Looking south across the same space. The mesh deck of the connecting bridge is above, with the main bedroom balcony in the midground.

Looking south across the same space. The mesh deck of the connecting bridge is above, with the main bedroom balcony in the midground.

View over the double-height living space in unit 2.

View over the double-height living space in unit 2.

Tonkin Zulaikha Greer’s 12-16 Challis Avenue has become known to local residents of Potts Point for its ground-floor restaurant and bakery, Fratelli Paradiso, and the quality of their “new Italian cooking”. That the building does not immediately present itself as what it is – a small infill development containing six spatially intricate apartments – says something about the reception of new apartment developments in this part of Sydney.

The commercial tenancy of restaurant and bakery has already created such a clear condition of belonging, which, I suspect, has as much to do with the quality of the food as it does with the quality of the street environment the building allows, that what happens in the rest of the building is, understandably, inconsequential for the average person in the street.

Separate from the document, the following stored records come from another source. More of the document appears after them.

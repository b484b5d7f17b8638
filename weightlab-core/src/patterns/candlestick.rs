//! Candlestick pattern detectors.
//!
//! Single-bar shapes use body/shadow ratios of the bar's own range.
//! Multi-bar shapes look back one or two bars; with too little history they
//! are simply inactive.

use serde::{Deserialize, Serialize};

use crate::domain::Bar;

#[derive(Debug, Clone, Copy, PartialEq, Eq, PartialOrd, Ord, Hash, Serialize, Deserialize)]
#[serde(rename_all = "snake_case")]
pub enum CandlestickPattern {
    Doji,
    Hammer,
    InvertedHammer,
    ShootingStar,
    SpinningTop,
    Engulfing,
    Harami,
    PiercingLine,
    DarkCloudCover,
    MorningStar,
    EveningStar,
    ThreeWhiteSoldiers,
    ThreeBlackCrows,
}

#[derive(Debug, Clone, Copy, PartialEq, Eq, Serialize, Deserialize)]
#[serde(rename_all = "snake_case")]
pub enum PatternBias {
    Bullish,
    Bearish,
    Neutral,
}

impl CandlestickPattern {
    pub const ALL: [CandlestickPattern; 13] = [
        CandlestickPattern::Doji,
        CandlestickPattern::Hammer,
        CandlestickPattern::InvertedHammer,
        CandlestickPattern::ShootingStar,
        CandlestickPattern::SpinningTop,
        CandlestickPattern::Engulfing,
        CandlestickPattern::Harami,
        CandlestickPattern::PiercingLine,
        CandlestickPattern::DarkCloudCover,
        CandlestickPattern::MorningStar,
        CandlestickPattern::EveningStar,
        CandlestickPattern::ThreeWhiteSoldiers,
        CandlestickPattern::ThreeBlackCrows,
    ];

    pub fn name(self) -> &'static str {
        match self {
            CandlestickPattern::Doji => "doji",
            CandlestickPattern::Hammer => "hammer",
            CandlestickPattern::InvertedHammer => "inverted_hammer",
            CandlestickPattern::ShootingStar => "shooting_star",
            CandlestickPattern::SpinningTop => "spinning_top",
            CandlestickPattern::Engulfing => "engulfing",
            CandlestickPattern::Harami => "harami",
            CandlestickPattern::PiercingLine => "piercing_line",
            CandlestickPattern::DarkCloudCover => "dark_cloud_cover",
            CandlestickPattern::MorningStar => "morning_star",
            CandlestickPattern::EveningStar => "evening_star",
            CandlestickPattern::ThreeWhiteSoldiers => "three_white_soldiers",
            CandlestickPattern::ThreeBlackCrows => "three_black_crows",
        }
    }

    /// How an active pattern moves the weight adjustment.
    pub fn bias(self) -> PatternBias {
        use CandlestickPattern::*;
        match self {
            Hammer | InvertedHammer | MorningStar | ThreeWhiteSoldiers | PiercingLine
            | Engulfing | Doji => PatternBias::Bullish,
            ShootingStar | DarkCloudCover | EveningStar | ThreeBlackCrows | Harami => {
                PatternBias::Bearish
            }
            SpinningTop => PatternBias::Neutral,
        }
    }

    /// Whether the pattern completes at bar `i`.
    pub fn detect(self, bars: &[Bar], i: usize) -> bool {
        let Some(cur) = bars.get(i) else {
            return false;
        };
        let prev = i.checked_sub(1).and_then(|j| bars.get(j));
        let prev2 = i.checked_sub(2).and_then(|j| bars.get(j));

        use CandlestickPattern::*;
        match self {
            Doji => is_doji(cur),
            Hammer => {
                cur.body() <= cur.range() * 0.3
                    && cur.lower_shadow() >= 2.0 * cur.body()
                    && cur.upper_shadow() <= cur.body() * 0.3
            }
            InvertedHammer => {
                cur.body() <= cur.range() * 0.3
                    && cur.upper_shadow() >= 2.0 * cur.body()
                    && cur.lower_shadow() <= cur.body() * 0.3
            }
            ShootingStar => {
                cur.body() <= cur.range() * 0.3
                    && cur.upper_shadow() >= 2.0 * cur.body()
                    && cur.lower_shadow() <= cur.body() * 0.1
            }
            SpinningTop => {
                cur.body() <= cur.range() * 0.1
                    && cur.upper_shadow() >= cur.body()
                    && cur.lower_shadow() >= cur.body()
            }
            Engulfing => prev.is_some_and(|p| {
                cur.body() > p.body() && sign(cur.signed_body()) != sign(p.signed_body())
            }),
            Harami => prev.is_some_and(|p| {
                cur.body() < p.body() && sign(cur.signed_body()) != sign(p.signed_body())
            }),
            PiercingLine => prev.is_some_and(|p| {
                cur.open < p.close && cur.close > p.open + (p.close - p.open) / 2.0
            }),
            DarkCloudCover => prev.is_some_and(|p| {
                cur.open > p.close && cur.close < p.open + (p.close - p.open) / 2.0
            }),
            MorningStar => match (prev2, prev) {
                (Some(first), Some(star)) => {
                    first.close > first.open
                        && is_doji(star)
                        && cur.open < star.close
                        && cur.close > first.open
                }
                _ => false,
            },
            EveningStar => match (prev2, prev) {
                (Some(first), Some(star)) => {
                    first.close < first.open
                        && is_doji(star)
                        && cur.open > star.close
                        && cur.close < first.open
                }
                _ => false,
            },
            ThreeWhiteSoldiers => match (prev2, prev) {
                (Some(a), Some(b)) => {
                    a.close > a.open
                        && b.close > b.open
                        && cur.close > cur.open
                        && a.close < b.close
                        && b.close < cur.close
                }
                _ => false,
            },
            ThreeBlackCrows => match (prev2, prev) {
                (Some(a), Some(b)) => {
                    a.close < a.open
                        && b.close < b.open
                        && cur.close < cur.open
                        && a.close > b.close
                        && b.close > cur.close
                }
                _ => false,
            },
        }
    }
}

fn is_doji(bar: &Bar) -> bool {
    bar.body() <= bar.range() * 0.1
}

// Sign with zero as its own class.
fn sign(x: f64) -> i8 {
    if x > 0.0 {
        1
    } else if x < 0.0 {
        -1
    } else {
        0
    }
}

/// Patterns active on the latest bar, in declaration order.
pub fn active_patterns(bars: &[Bar]) -> Vec<CandlestickPattern> {
    let Some(last) = bars.len().checked_sub(1) else {
        return Vec::new();
    };
    CandlestickPattern::ALL
        .into_iter()
        .filter(|p| p.detect(bars, last))
        .collect()
}
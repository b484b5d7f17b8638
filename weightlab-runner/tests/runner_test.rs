//! File-based runs: config on disk, bars/snapshot/portfolio fixtures in a
//! temp directory, artifacts and portfolio update checked after the run.

use std::fmt::Write as _;
use std::path::Path;

use chrono::{Duration, NaiveDate};
use proptest::prelude::*;
use tempfile::TempDir;

use weightlab_core::PositionRecord;
use weightlab_runner::data_loader::snake_case;
use weightlab_runner::export::save_artifacts;
use weightlab_runner::{apply_outcome, run_allocation, LoadError, RunConfig, RunError};

// ── Fixtures ─────────────────────────────────────────────────────────

fn start_date() -> NaiveDate {
    NaiveDate::from_ymd_opt(2021, 1, 4).unwrap()
}

const DAYS: i64 = 900;

fn as_of() -> NaiveDate {
    start_date() + Duration::days(DAYS - 1)
}

/// Deterministic wavy price path written as a bar CSV. Returns the last close.
fn write_bars(dir: &Path, symbol: &str, drift: f64, phase: f64) -> f64 {
    let mut csv = String::from("Date,Open,High,Low,Close,Volume\n");
    let mut close = 50.0;
    for i in 0..DAYS {
        let t = i as f64;
        let open = close;
        close = (close * (1.0 + drift + 0.015 * (t * 0.37 + phase).sin())).max(1.0);
        let high = open.max(close) * 1.004;
        let low = open.min(close) * 0.996;
        let volume = 1_000_000.0 + 250_000.0 * (t * 0.11 + phase).cos();
        let date = start_date() + Duration::days(i);
        writeln!(csv, "{date},{open:.4},{high:.4},{low:.4},{close:.4},{volume:.0}").unwrap();
    }
    std::fs::write(dir.join(format!("{symbol}.csv")), csv).unwrap();
    close
}

struct Workspace {
    _tmp: TempDir,
    root: std::path::PathBuf,
}

impl Workspace {
    fn config_path(&self) -> std::path::PathBuf {
        self.root.join("weightlab.toml")
    }

    fn portfolio_path(&self) -> std::path::PathBuf {
        self.root.join("data/portfolio.json")
    }
}

fn workspace(extra_config: &str) -> Workspace {
    let tmp = tempfile::tempdir().unwrap();
    let root = tmp.path().to_path_buf();
    let bars = root.join("data/bars");
    std::fs::create_dir_all(&bars).unwrap();

    let aaa = write_bars(&bars, "AAA", 0.0006, 0.0);
    let bbb = write_bars(&bars, "BBB", 0.0001, 1.3);
    let ccc = write_bars(&bars, "CCC", 0.0003, 2.1);
    let etf = write_bars(&bars, "ETF", 0.0002, 0.7);

    let snapshot = format!(
        r#"{{
  "AAA": {{"currentPrice": {aaa}, "beta": 1.2, "trailingPE": 22.0, "marketCap": 2.0e9, "longName": "Alpha"}},
  "BBB": {{"currentPrice": {bbb}, "beta": 0.7, "trailingPE": 14.0, "marketCap": 8.0e9}},
  "CCC": {{"currentPrice": {ccc}, "beta": 1.0, "trailingPE": 30.0, "marketCap": 5.0e9}},
  "ETF": {{"navPrice": {etf}, "beta3Year": 0.9, "totalAssets": 4.0e10}}
}}"#
    );
    std::fs::write(root.join("data/snapshot.json"), snapshot).unwrap();

    let portfolio = format!(
        r#"[{{"ticker_symbol": "AAA", "stocks_owned": 10.0, "average_cost": {:.4}, "as_of_date": "2023-01-02"}}]"#,
        aaa * 0.9
    );
    std::fs::write(root.join("data/portfolio.json"), portfolio).unwrap();

    let config = format!(
        "budget = 1000.0\nas_of = \"{}\"\nseed = 42\n{extra_config}",
        as_of()
    );
    std::fs::write(root.join("weightlab.toml"), config).unwrap();

    Workspace { _tmp: tmp, root }
}

fn load(ws: &Workspace) -> RunConfig {
    RunConfig::from_file(&ws.config_path()).unwrap()
}

// ── Runs ─────────────────────────────────────────────────────────────

#[test]
fn run_allocates_whole_budget_across_discovered_symbols() {
    let ws = workspace("");
    let config = load(&ws);
    let (inputs, outcome) = run_allocation(&config).unwrap();

    let symbols: Vec<&str> = inputs.assets.iter().map(|a| a.symbol.as_str()).collect();
    assert_eq!(symbols, ["AAA", "BBB", "CCC", "ETF"]);

    let allocation = &outcome.report.allocation;
    assert_eq!(allocation.total_cents(), 100_000);
    assert!(allocation.iter().all(|(_, amount)| amount >= 5.0));
    assert_eq!(outcome.run_id, config.run_id());
    assert_eq!(outcome.report.run.as_of, as_of());
    assert_eq!(outcome.report.run.seed, 42);
}

#[test]
fn etf_snapshot_is_filled_before_the_run() {
    let ws = workspace("");
    let (inputs, _) = run_allocation(&load(&ws)).unwrap();
    let etf = inputs.assets.iter().find(|a| a.symbol == "ETF").unwrap();
    assert!(etf.snapshot.current_price().is_some());
    assert_eq!(etf.snapshot.get("beta"), Some(0.9));
    assert_eq!(etf.snapshot.get("market_cap"), Some(4.0e10));
}

#[test]
fn same_config_same_allocation() {
    let ws = workspace("");
    let config = load(&ws);
    let (_, a) = run_allocation(&config).unwrap();
    let (_, b) = run_allocation(&config).unwrap();
    assert_eq!(a.report.allocation, b.report.allocation);
    assert_eq!(a.run_id, b.run_id);
}

#[test]
fn explicit_symbol_list_restricts_the_run() {
    let ws = workspace("[data]\nsymbols = [\"BBB\", \"CCC\"]\n");
    let (inputs, outcome) = run_allocation(&load(&ws)).unwrap();
    assert_eq!(inputs.assets.len(), 2);
    assert!(outcome.report.allocation.amount("AAA").is_none());
    assert_eq!(outcome.report.allocation.total_cents(), 100_000);
}

// ── Failures ─────────────────────────────────────────────────────────

#[test]
fn missing_snapshot_entry_names_symbol() {
    let ws = workspace("");
    std::fs::write(
        ws.root.join("data/bars/ZZZ.csv"),
        "Date,Open,High,Low,Close,Volume\n2023-01-02,1,1,1,1,1\n",
    )
    .unwrap();
    let err = run_allocation(&load(&ws)).unwrap_err();
    match err {
        RunError::Data(LoadError::MissingSnapshot { symbol, .. }) => assert_eq!(symbol, "ZZZ"),
        other => panic!("unexpected error: {other}"),
    }
}

#[test]
fn missing_bar_file_is_a_data_error() {
    let ws = workspace("[data]\nsymbols = [\"AAA\", \"NOPE\"]\n");
    let err = run_allocation(&load(&ws)).unwrap_err();
    assert!(matches!(err, RunError::Data(LoadError::Io { .. })));
    assert!(err.to_string().contains("NOPE.csv"));
}

#[test]
fn as_of_before_history_violates_input_contract() {
    let ws = workspace("");
    let mut config = load(&ws);
    config.as_of = NaiveDate::from_ymd_opt(2020, 1, 1);
    let err = run_allocation(&config).unwrap_err();
    assert!(matches!(err, RunError::Pipeline(_)));
}

// ── Artifacts and portfolio update ───────────────────────────────────

#[test]
fn artifacts_written() {
    let ws = workspace("");
    let config = load(&ws);
    let (_, outcome) = run_allocation(&config).unwrap();
    let dir = save_artifacts(&outcome, &config.output.dir).unwrap();

    for name in ["report.json", "allocation.csv", "signals.csv", "summary.md"] {
        assert!(dir.join(name).exists(), "{name} missing");
    }

    let report: serde_json::Value =
        serde_json::from_str(&std::fs::read_to_string(dir.join("report.json")).unwrap()).unwrap();
    assert_eq!(report["schema_version"], 1);
    assert_eq!(report["run_id"], outcome.run_id.as_str());

    let csv = std::fs::read_to_string(dir.join("allocation.csv")).unwrap();
    let mut lines = csv.lines();
    assert_eq!(lines.next(), Some("symbol,amount,weight"));
    let total: f64 = lines
        .map(|l| l.split(',').nth(1).unwrap().parse::<f64>().unwrap())
        .sum();
    assert!((total - 1000.0).abs() < 1e-6);
}

#[test]
fn apply_updates_portfolio_file() {
    let ws = workspace("");
    let config = load(&ws);
    let (inputs, outcome) = run_allocation(&config).unwrap();
    let updated = apply_outcome(&config, &inputs, &outcome).unwrap();

    let aaa_funded = outcome.report.allocation.amount("AAA").is_some();
    let expected = 1 + outcome.report.allocation.len() - usize::from(aaa_funded);
    assert_eq!(updated.len(), expected);

    let saved: Vec<PositionRecord> =
        serde_json::from_str(&std::fs::read_to_string(ws.portfolio_path()).unwrap()).unwrap();
    assert_eq!(saved, updated);

    let aaa = saved.iter().find(|p| p.symbol == "AAA").unwrap();
    if aaa_funded {
        assert!(aaa.units > 10.0);
        assert_eq!(aaa.as_of, as_of());
    } else {
        assert_eq!(aaa.units, 10.0);
    }
}

#[test]
fn missing_portfolio_file_runs_as_empty_portfolio() {
    let ws = workspace("");
    std::fs::remove_file(ws.portfolio_path()).unwrap();
    let (inputs, outcome) = run_allocation(&load(&ws)).unwrap();
    assert!(inputs.positions.is_empty());
    assert_eq!(outcome.report.allocation.total_cents(), 100_000);
}

// ── Properties ───────────────────────────────────────────────────────

proptest! {
    #[test]
    fn snake_case_is_idempotent(name in "[a-zA-Z][a-zA-Z0-9]{0,20}") {
        let once = snake_case(&name);
        prop_assert_eq!(snake_case(&once), once.clone());
        prop_assert!(!once.chars().any(|c| c.is_ascii_uppercase()));
        prop_assert!(!once.contains("__"));
    }
}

But this is curious, because new apartment buildings, especially those in Sydney’s inner-eastern suburbs, attract a good deal of public attention, both through the images presented in real estate marketing campaigns, and through the literal transparency of many of the buildings’ facades. Assessing the (mis)match between the images used to sell many new apartments and the ways in which these images are revised in the spatial inhabitation of the buildings becomes an interesting cultural game in Sydney, mostly because real estate images and buildings don’t collude in the way one would normally expect. Images show lifestyle, giving you the figure you should become, and the building provides the “bare” stage upon which to live out this new subjectivity. This largely means selecting the right (or officially sanctioned) furniture. Faux pas of inhabitation can be spotted a mile off.

The main southerly facade of 12-16 Challis Avenue (how can an apartment building in this part of Sydney not have a name?) refuses any external reading of its internal domestic arrangements. A looping frame of copper tiles and two counterposed strips of flush windows and projecting balconies set up a reading of surface against mass in this facade, articulating the way in which the building mediates between its neighbours on either side: matching the height of its westerly brick neighbour, and stepping subtly down and slightly away from its lower easterly neighbour.

The building contains two single-storey one-bedroom apartments, one single-storey two-bedroom apartment, two two-bedroom apartments with double-height living spaces, and a double-storey penthouse. The double-height apartments are stacked on top of each other on the eastern side of the central core, with the single-storey apartments on the western side. The strategic placement of enclosed volumes to the north on each of the four main levels means that they can be annexed to the apartments on either side – as an extra bedroom for one single-storey apartment, and as the second bedroom for the double-height apartments. In these double-height apartments Tim Greer and project architect John Chesterman have achieved generous volumetric definition of rooms within a small floor area by pushing kitchen spaces and internal vertical circulation back flush with the line of internal wall surfaces. Vertical circulation is made as light and thin as possible, with a tensioned steel chord screen dividing the stair from the living space, and a steel bridge with a mesh deck linking the two upper bedrooms. The master bedroom borrows the view to the north through the double-height living space via a wooden shutter screen, while the second bedroom is oriented to face across the void above the outside space to the north. The steel bridge continues through from inside to outside, and provides the second bedroom with a Juliet balcony. Finally, the flow of space from inside to out is managed in spectacular fashion through a fully retractable double-height glass wall on the north facade. Within their spatial arrangement, these double-height apartments allow a nuanced visuality that is articulated in terms of volume, scale and view. There is a gradation from closure to openness, from public to private, from inside to outside.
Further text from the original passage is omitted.